You you address this sort of hand-in-glove with mental health issues. Can you tell us about that and the connection?
Well, absolutely. Co-morbidity in these two issues is, of course, 57%. So, so many folks like my nephew suffered from depression, anxiety. And honestly, with COVID, if you haven’t suffered from anxiety with COVID, it’s amazing because it all. And then a lot of depression. It’s really spiked the mental health problem throughout America. And President Biden in his previous State of the Union address and his unity agenda, which I thought was really important, because unity is what we need here in America. He addressed the number one issue for America was addiction, and number two was mental health. And I couldn’t agree more, and no one, no one has done more than President Biden putting his money, money in the budget, dollars in the budget to addiction, dollars to mental health. He’s put more dollars than all the previous presidents combined, literally in the first two years because he sees what a tragedy it is. And I spoke to the president numerous times about this, and he’s very clear he’s lived that tragedy in his family with mental health, depression, anxiety, an addiction. He’s he’s with us on this issue. But we’re losing the battle.

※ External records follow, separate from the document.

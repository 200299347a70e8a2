//! CI/CD engine configuration, loaded from environment variables.

use std::time::Duration;

use crate::services::cluster::KubeSettings;
use crate::services::retention::RetentionPolicy;

const SA_DIR: &str = "/var/run/secrets/kubernetes.io/serviceaccount";

#[derive(Clone, Debug)]
pub struct CicdConfig {
    /// Namespace pipeline jobs are created in.
    pub namespace: String,
    /// Root directory for stored artifacts.
    pub artifact_dir: String,
    /// Externally reachable base URL for webhook and artifact callbacks.
    pub public_url: String,
    /// Storage root, also a fallback identity for the credential vault.
    pub storage_path: String,
    pub vault_key: Option<String>,
    pub deployment_id: Option<String>,
    pub kube: KubeSettings,
    /// Interval for polling a new Job's Pod into existence.
    pub job_poll_interval: Duration,
    pub retention: RetentionPolicy,
    /// Cron expression for the nightly retention sweep.
    pub retention_schedule: String,
    pub artifact_retention_days: u32,
    /// Parent directory for per-build checkout workspaces.
    pub workspace_root: String,
}

impl Default for CicdConfig {
    fn default() -> Self {
        Self {
            namespace: "opsdeck-cicd".to_string(),
            artifact_dir: "./data/artifacts".to_string(),
            public_url: "http://localhost:9090".to_string(),
            storage_path: "./data/store".to_string(),
            vault_key: None,
            deployment_id: None,
            kube: KubeSettings {
                api_url: "https://kubernetes.default.svc".to_string(),
                namespace: "opsdeck-cicd".to_string(),
                token_path: format!("{SA_DIR}/token"),
                ca_path: format!("{SA_DIR}/ca.crt"),
                insecure: false,
            },
            job_poll_interval: Duration::from_millis(2000),
            retention: RetentionPolicy::default(),
            retention_schedule: "0 0 3 * * *".to_string(),
            artifact_retention_days: 30,
            workspace_root: "/tmp".to_string(),
        }
    }
}

impl CicdConfig {
    pub fn from_env(storage_path: &str) -> Self {
        let defaults = Self::default();

        let namespace = env_string("CICD_NAMESPACE").unwrap_or(defaults.namespace);
        let artifact_dir = env_string("CICD_ARTIFACT_DIR").unwrap_or(defaults.artifact_dir);
        let public_url = env_string("CICD_PUBLIC_URL").unwrap_or(defaults.public_url);
        let vault_key = env_string("CICD_VAULT_KEY");
        // Orchestrators usually expose the pod namespace; prefer an explicit id.
        let deployment_id = env_string("CICD_DEPLOYMENT_ID").or_else(|| env_string("POD_NAMESPACE"));

        let kube = KubeSettings {
            api_url: env_string("CICD_KUBE_API_URL").unwrap_or(defaults.kube.api_url),
            namespace: namespace.clone(),
            token_path: env_string("CICD_KUBE_TOKEN_PATH").unwrap_or(defaults.kube.token_path),
            ca_path: env_string("CICD_KUBE_CA_PATH").unwrap_or(defaults.kube.ca_path),
            insecure: env_parse("CICD_KUBE_INSECURE", false),
        };

        let job_poll_interval = Duration::from_millis(env_parse("CICD_JOB_POLL_MS", 2000));
        let retention = RetentionPolicy {
            per_job: env_parse("CICD_RETENTION_PER_JOB", defaults.retention.per_job),
            max_days: env_parse("CICD_RETENTION_MAX_DAYS", defaults.retention.max_days),
        };
        let retention_schedule =
            env_string("CICD_RETENTION_SCHEDULE").unwrap_or(defaults.retention_schedule);
        let artifact_retention_days =
            env_parse("CICD_ARTIFACT_RETENTION_DAYS", defaults.artifact_retention_days);
        let workspace_root = env_string("CICD_WORKSPACE_ROOT").unwrap_or(defaults.workspace_root);

        if vault_key.is_none() && deployment_id.is_none() {
            tracing::warn!(
                "CICD_VAULT_KEY and CICD_DEPLOYMENT_ID not set -- vault key derived from storage path"
            );
        }
        if kube.insecure {
            tracing::warn!("CICD_KUBE_INSECURE set -- cluster TLS verification disabled");
        }

        Self {
            namespace,
            artifact_dir,
            public_url,
            storage_path: storage_path.to_string(),
            vault_key,
            deployment_id,
            kube,
            job_poll_interval,
            retention,
            retention_schedule,
            artifact_retention_days,
            workspace_root,
        }
    }
}

fn env_string(key: &str) -> Option<String> {
    std::env::var(key).ok().filter(|v| !v.trim().is_empty())
}

fn env_parse<T: std::str::FromStr>(key: &str, default: T) -> T {
    std::env::var(key)
        .ok()
        .and_then(|s| s.trim().parse().ok())
        .unwrap_or(default)
}
//! Pipeline definitions and pipeline runs.

use std::collections::BTreeMap;

use chrono::{DateTime, Utc};
use serde::{Deserialize, Serialize};

use super::status::{JobStatus, RunStatus};
use super::trigger::TriggerInfo;

/// Default per-job timeout when the document leaves it out.
pub const DEFAULT_JOB_TIMEOUT_SECS: u64 = 600;

/// Longest per-job timeout a document may ask for (7 days).
pub const MAX_JOB_TIMEOUT_SECS: u64 = 7 * 24 * 3600;

/// A parsed, validated pipeline definition.
#[derive(Debug, Clone, Serialize, Deserialize)]
pub struct Pipeline {
    pub id: String,
    pub name: String,
    #[serde(default)]
    pub description: Option<String>,
    #[serde(default)]
    pub labels: BTreeMap<String, String>,
    pub spec: PipelineSpec,
    #[serde(default)]
    pub status: PipelineStatus,
    /// Raw YAML document the pipeline was parsed from.
    pub source: String,
    pub created_at: DateTime<Utc>,
    pub updated_at: DateTime<Utc>,
}

impl Pipeline {
    /// First enabled webhook trigger, if any.
    pub fn webhook_trigger(&self) -> Option<&PipelineTrigger> {
        self.spec
            .triggers
            .iter()
            .find(|t| matches!(t, PipelineTrigger::Webhook { enabled: true, .. }))
    }

    /// Schedules of all enabled cron triggers.
    pub fn cron_schedules(&self) -> Vec<&str> {
        self.spec
            .triggers
            .iter()
            .filter_map(|t| match t {
                PipelineTrigger::Cron {
                    schedule,
                    enabled: true,
                } => Some(schedule.as_str()),
                _ => None,
            })
            .collect()
    }
}

#[derive(Debug, Clone, Default, Serialize, Deserialize)]
pub struct PipelineSpec {
    #[serde(default)]
    pub variables: BTreeMap<String, String>,
    pub jobs: Vec<JobSpec>,
    #[serde(default)]
    pub artifacts: Vec<ArtifactSpec>,
    #[serde(default)]
    pub triggers: Vec<PipelineTrigger>,
}

/// One containerized job of a pipeline.
#[derive(Debug, Clone, Serialize, Deserialize)]
pub struct JobSpec {
    pub name: String,
    pub image: String,
    pub script: String,
    #[serde(default)]
    pub workdir: Option<String>,
    pub timeout_secs: u64,
    #[serde(default)]
    pub privileged: bool,
    #[serde(default)]
    pub resources: ResourceSpec,
    #[serde(default)]
    pub env: Vec<EnvVar>,
    #[serde(default)]
    pub secrets: Vec<SecretMount>,
    #[serde(default)]
    pub depends_on: Vec<String>,
    /// Variable name; a truthy value skips the job.
    #[serde(default)]
    pub skip_if: Option<String>,
}

#[derive(Debug, Clone, Default, PartialEq, Eq, Serialize, Deserialize)]
pub struct ResourceSpec {
    #[serde(default)]
    pub limits: ResourceQuantities,
    #[serde(default)]
    pub requests: ResourceQuantities,
}

#[derive(Debug, Clone, Default, PartialEq, Eq, Serialize, Deserialize)]
pub struct ResourceQuantities {
    #[serde(default)]
    pub cpu: Option<String>,
    #[serde(default)]
    pub memory: Option<String>,
}

impl ResourceQuantities {
    pub fn is_empty(&self) -> bool {
        self.cpu.is_none() && self.memory.is_none()
    }
}

#[derive(Debug, Clone, PartialEq, Eq, Serialize, Deserialize)]
pub struct EnvVar {
    pub name: String,
    #[serde(default)]
    pub value: String,
}

/// A cluster secret mounted read-only into the job container.
#[derive(Debug, Clone, PartialEq, Eq, Serialize, Deserialize)]
#[serde(rename_all = "camelCase")]
pub struct SecretMount {
    pub name: String,
    pub mount_path: String,
    #[serde(default)]
    pub key: Option<String>,
}

#[derive(Debug, Clone, PartialEq, Eq, Serialize, Deserialize)]
pub struct ArtifactSpec {
    pub name: String,
    pub path: String,
    #[serde(default)]
    pub job: Option<String>,
}

/// Trigger declared in the pipeline document.
#[derive(Debug, Clone, PartialEq, Eq, Serialize, Deserialize)]
#[serde(tag = "type", rename_all = "lowercase")]
pub enum PipelineTrigger {
    Webhook {
        #[serde(default = "enabled_by_default")]
        enabled: bool,
        #[serde(default)]
        secret: Option<String>,
    },
    Cron {
        schedule: String,
        #[serde(default = "enabled_by_default")]
        enabled: bool,
    },
}

pub(crate) fn enabled_by_default() -> bool {
    true
}

/// Mutable runtime bookkeeping kept next to the definition.
#[derive(Debug, Clone, Default, Serialize, Deserialize)]
pub struct PipelineStatus {
    #[serde(default)]
    pub webhook_token: Option<String>,
    #[serde(default)]
    pub webhook_url: Option<String>,
    #[serde(default)]
    pub last_run_id: Option<String>,
    #[serde(default)]
    pub last_run_number: u64,
    #[serde(default)]
    pub last_run_status: Option<RunStatus>,
    #[serde(default)]
    pub total_runs: u64,
}

/// One execution of a pipeline.
#[derive(Debug, Clone, Serialize, Deserialize)]
pub struct PipelineRun {
    pub id: String,
    pub pipeline_id: String,
    pub pipeline_name: String,
    pub number: u64,
    pub status: RunStatus,
    pub trigger: TriggerInfo,
    #[serde(default)]
    pub variables: BTreeMap<String, String>,
    /// Mirrors `PipelineSpec::jobs` order; never reordered after creation.
    pub jobs: Vec<JobRun>,
    pub created_at: DateTime<Utc>,
    #[serde(default)]
    pub started_at: Option<DateTime<Utc>>,
    #[serde(default)]
    pub finished_at: Option<DateTime<Utc>>,
    #[serde(default)]
    pub duration_ms: Option<u64>,
    #[serde(default)]
    pub error: Option<String>,
}

impl PipelineRun {
    /// Move the run forward. Regressions are refused.
    pub fn set_status(&mut self, next: RunStatus) -> bool {
        if !self.status.can_transition_to(next) {
            return false;
        }
        let now = Utc::now();
        if next == RunStatus::Running {
            self.started_at = Some(now);
        }
        if next.is_terminal() {
            self.finished_at = Some(now);
            let start = self.started_at.unwrap_or(self.created_at);
            self.duration_ms = Some((now - start).num_milliseconds().max(0) as u64);
        }
        self.status = next;
        true
    }

    pub fn job(&self, name: &str) -> Option<&JobRun> {
        self.jobs.iter().find(|j| j.name == name)
    }
}

/// State of one job inside a run.
#[derive(Debug, Clone, Serialize, Deserialize)]
pub struct JobRun {
    pub name: String,
    pub status: JobStatus,
    #[serde(default)]
    pub cluster_job: Option<String>,
    #[serde(default)]
    pub pod: Option<String>,
    #[serde(default)]
    pub exit_code: Option<i32>,
    #[serde(default)]
    pub error: Option<String>,
    #[serde(default)]
    pub logs: String,
    #[serde(default)]
    pub started_at: Option<DateTime<Utc>>,
    #[serde(default)]
    pub finished_at: Option<DateTime<Utc>>,
}

impl JobRun {
    pub fn pending(name: &str) -> Self {
        Self {
            name: name.to_string(),
            status: JobStatus::Pending,
            cluster_job: None,
            pod: None,
            exit_code: None,
            error: None,
            logs: String::new(),
            started_at: None,
            finished_at: None,
        }
    }

    pub fn set_status(&mut self, next: JobStatus) -> bool {
        if !self.status.can_transition_to(next) {
            return false;
        }
        let now = Utc::now();
        if next == JobStatus::Running {
            self.started_at = Some(now);
        }
        if next.is_terminal() {
            self.finished_at = Some(now);
        }
        self.status = next;
        true
    }
}

#[cfg(test)]
mod tests {
    use super::*;
    use crate::models::trigger::TriggerInfo;

    fn run() -> PipelineRun {
        PipelineRun {
            id: "r1".into(),
            pipeline_id: "p1".into(),
            pipeline_name: "demo".into(),
            number: 1,
            status: RunStatus::Pending,
            trigger: TriggerInfo::manual("tester"),
            variables: BTreeMap::new(),
            jobs: vec![JobRun::pending("build")],
            created_at: Utc::now(),
            started_at: None,
            finished_at: None,
            duration_ms: None,
            error: None,
        }
    }

    #[test]
    fn test_run_records_duration_on_terminal_status() {
        let mut run = run();
        assert!(run.set_status(RunStatus::Running));
        assert!(run.started_at.is_some());
        assert!(run.set_status(RunStatus::Succeeded));
        assert!(run.finished_at.is_some());
        assert!(run.duration_ms.is_some());
        assert!(!run.set_status(RunStatus::Running));
        assert_eq!(run.status, RunStatus::Succeeded);
    }

    #[test]
    fn test_job_run_refuses_regression() {
        let mut job = JobRun::pending("build");
        assert!(job.set_status(JobStatus::Running));
        assert!(job.set_status(JobStatus::Failed));
        assert!(!job.set_status(JobStatus::Pending));
        assert_eq!(job.status, JobStatus::Failed);
    }
}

Congressman, before I run out of time with you. You have called on your colleagues to raise the debt limit. And I wonder where you think that debate is heading.
Well, it needs to head to conclusion. I mean, how simple is this? You owe your credit card bills you owe your mortgage. These are past debt. And if you don’t pay your mortgage, you don’t pay your credit card bills, catastrophic things happen to you and your family. Well, that’s what the debt ceiling is about for America. This has pass money that we owed. It’s nothing to do with spending today. But we’ve got to stop the 20 odd Republicans who don’t want to do anything to help our country. So there’s a wonderful group of Republicans I work together with hand in glove day after day after day always will. But there’s 20 folks that all they care about is throwing bombs. All they care about is being in the newspaper, being on Twitter, raising money. And I’m sick of it. And I think most Americans are sick of it because all we hear about. And they’ve got to they’ve just got to go away and we’ve got to do what’s right for America, and that’s honoring our bills. And then we should work together. Everybody wants to get more of a balanced budget. I mean, I’m a business guy. I’m not a politician. For 40 years, I own my own business. And I have to balance the budget every year and make a profit. And certainly we need to do for our country to do better. But we all hold the whole debate hostage by saying we’re going to renege on our debt we already incurred.
Congressman David Trone is a Democrat of Maryland. He’s rated in the top 2% of all current U.S. House members for finding common ground as rated by the Common Ground Committee. Congressman, thank you so much for joining me.
So happy to do it. Thanks for your attention. These issues are of such national importance, addiction and mental health.
Thank you. Great to catch up. I’m Julie Nathan.